#### Exercise data
Start of Block

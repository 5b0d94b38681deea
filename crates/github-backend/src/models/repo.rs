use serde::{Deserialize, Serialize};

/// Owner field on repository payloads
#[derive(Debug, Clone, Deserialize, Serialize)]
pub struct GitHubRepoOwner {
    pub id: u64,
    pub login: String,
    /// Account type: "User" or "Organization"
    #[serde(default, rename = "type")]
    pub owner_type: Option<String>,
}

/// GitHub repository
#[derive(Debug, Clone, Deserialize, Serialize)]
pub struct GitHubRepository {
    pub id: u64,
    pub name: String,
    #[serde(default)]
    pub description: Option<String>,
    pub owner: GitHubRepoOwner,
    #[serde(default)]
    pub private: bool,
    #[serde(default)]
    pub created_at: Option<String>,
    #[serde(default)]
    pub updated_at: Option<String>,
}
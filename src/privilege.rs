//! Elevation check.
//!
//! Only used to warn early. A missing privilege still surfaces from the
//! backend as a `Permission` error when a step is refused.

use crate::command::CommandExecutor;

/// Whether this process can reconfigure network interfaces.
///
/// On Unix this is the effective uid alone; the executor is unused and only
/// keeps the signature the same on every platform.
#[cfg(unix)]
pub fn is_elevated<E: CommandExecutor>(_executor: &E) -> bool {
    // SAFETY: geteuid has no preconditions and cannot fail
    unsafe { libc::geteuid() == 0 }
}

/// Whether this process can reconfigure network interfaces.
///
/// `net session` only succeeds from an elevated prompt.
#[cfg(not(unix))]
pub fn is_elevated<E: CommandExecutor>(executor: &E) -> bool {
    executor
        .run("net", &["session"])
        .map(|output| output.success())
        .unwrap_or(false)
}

End of Block
Start of Block

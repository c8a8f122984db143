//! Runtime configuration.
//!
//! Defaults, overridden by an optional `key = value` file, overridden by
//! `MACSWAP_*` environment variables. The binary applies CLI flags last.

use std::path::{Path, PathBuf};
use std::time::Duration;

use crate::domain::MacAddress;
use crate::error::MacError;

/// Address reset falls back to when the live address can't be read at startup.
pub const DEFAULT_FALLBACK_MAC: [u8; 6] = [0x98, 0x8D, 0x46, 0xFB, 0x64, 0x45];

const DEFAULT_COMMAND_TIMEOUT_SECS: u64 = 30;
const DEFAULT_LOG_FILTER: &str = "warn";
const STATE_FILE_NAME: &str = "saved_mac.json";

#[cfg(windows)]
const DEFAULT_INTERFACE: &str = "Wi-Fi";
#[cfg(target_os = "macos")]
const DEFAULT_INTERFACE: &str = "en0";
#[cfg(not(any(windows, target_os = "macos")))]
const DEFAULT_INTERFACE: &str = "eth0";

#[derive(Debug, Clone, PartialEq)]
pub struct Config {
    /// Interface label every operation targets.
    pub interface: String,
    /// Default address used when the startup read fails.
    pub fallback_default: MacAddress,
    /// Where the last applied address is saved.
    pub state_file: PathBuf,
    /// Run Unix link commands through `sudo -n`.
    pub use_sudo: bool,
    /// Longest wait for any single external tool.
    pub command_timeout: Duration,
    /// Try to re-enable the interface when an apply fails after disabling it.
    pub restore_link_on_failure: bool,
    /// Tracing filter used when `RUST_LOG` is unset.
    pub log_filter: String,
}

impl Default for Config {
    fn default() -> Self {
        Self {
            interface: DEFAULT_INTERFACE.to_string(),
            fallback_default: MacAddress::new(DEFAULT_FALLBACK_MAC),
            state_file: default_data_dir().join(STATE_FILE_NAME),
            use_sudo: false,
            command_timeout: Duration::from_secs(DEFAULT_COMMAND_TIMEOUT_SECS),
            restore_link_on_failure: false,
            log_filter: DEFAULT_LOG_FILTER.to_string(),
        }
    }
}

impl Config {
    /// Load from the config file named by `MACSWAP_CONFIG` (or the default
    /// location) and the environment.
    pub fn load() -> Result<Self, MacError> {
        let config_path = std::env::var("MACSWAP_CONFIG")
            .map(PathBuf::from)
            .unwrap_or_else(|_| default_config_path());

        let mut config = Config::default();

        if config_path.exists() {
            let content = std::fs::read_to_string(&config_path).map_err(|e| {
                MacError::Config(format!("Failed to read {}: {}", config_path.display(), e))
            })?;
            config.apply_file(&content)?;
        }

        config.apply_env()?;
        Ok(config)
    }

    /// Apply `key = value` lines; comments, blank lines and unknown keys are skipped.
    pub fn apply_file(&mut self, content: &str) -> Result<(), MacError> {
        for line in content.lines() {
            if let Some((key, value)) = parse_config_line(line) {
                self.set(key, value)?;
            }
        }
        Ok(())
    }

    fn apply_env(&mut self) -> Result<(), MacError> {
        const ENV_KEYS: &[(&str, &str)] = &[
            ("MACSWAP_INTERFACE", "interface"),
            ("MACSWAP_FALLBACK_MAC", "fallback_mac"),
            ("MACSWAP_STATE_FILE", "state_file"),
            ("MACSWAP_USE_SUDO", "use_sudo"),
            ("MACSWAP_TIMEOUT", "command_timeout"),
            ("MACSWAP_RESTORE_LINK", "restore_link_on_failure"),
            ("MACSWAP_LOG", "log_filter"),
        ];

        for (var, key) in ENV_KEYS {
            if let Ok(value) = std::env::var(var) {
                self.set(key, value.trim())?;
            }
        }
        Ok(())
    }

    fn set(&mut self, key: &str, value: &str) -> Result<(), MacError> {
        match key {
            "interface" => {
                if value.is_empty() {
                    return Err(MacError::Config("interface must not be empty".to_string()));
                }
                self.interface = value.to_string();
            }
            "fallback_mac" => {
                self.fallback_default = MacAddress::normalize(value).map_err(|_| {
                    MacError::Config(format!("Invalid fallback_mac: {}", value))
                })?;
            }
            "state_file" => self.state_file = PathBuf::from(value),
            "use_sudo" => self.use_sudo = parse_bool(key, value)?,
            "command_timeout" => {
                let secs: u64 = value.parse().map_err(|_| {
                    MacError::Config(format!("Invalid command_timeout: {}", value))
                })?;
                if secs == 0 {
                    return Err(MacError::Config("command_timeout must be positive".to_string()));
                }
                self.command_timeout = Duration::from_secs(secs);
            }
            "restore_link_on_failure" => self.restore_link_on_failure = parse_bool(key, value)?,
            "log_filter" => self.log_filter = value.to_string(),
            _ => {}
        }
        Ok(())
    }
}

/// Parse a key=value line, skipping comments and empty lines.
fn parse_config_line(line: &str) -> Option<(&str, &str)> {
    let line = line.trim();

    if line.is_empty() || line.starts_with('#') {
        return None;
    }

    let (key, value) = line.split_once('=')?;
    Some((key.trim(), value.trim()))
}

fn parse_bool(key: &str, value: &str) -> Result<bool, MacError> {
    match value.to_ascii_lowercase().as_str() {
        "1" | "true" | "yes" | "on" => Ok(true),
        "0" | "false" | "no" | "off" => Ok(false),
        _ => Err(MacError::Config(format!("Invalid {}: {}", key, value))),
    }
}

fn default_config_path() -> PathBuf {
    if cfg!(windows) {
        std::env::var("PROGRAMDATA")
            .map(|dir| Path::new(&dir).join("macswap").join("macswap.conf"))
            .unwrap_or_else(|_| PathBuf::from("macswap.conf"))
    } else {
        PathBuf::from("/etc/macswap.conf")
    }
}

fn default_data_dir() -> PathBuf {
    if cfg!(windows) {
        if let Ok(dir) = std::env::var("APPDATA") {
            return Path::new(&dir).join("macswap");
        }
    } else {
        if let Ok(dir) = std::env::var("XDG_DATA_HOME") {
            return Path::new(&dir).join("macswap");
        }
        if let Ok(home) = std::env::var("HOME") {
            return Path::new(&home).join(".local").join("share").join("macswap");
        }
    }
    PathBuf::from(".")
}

End of Block

#### Action item
Scan the records for the word "GitHubRepoOwner" and copy every line where it is found.

#### Response area
pub struct GitHubRepoOwner {
    pub owner: GitHubRepoOwner,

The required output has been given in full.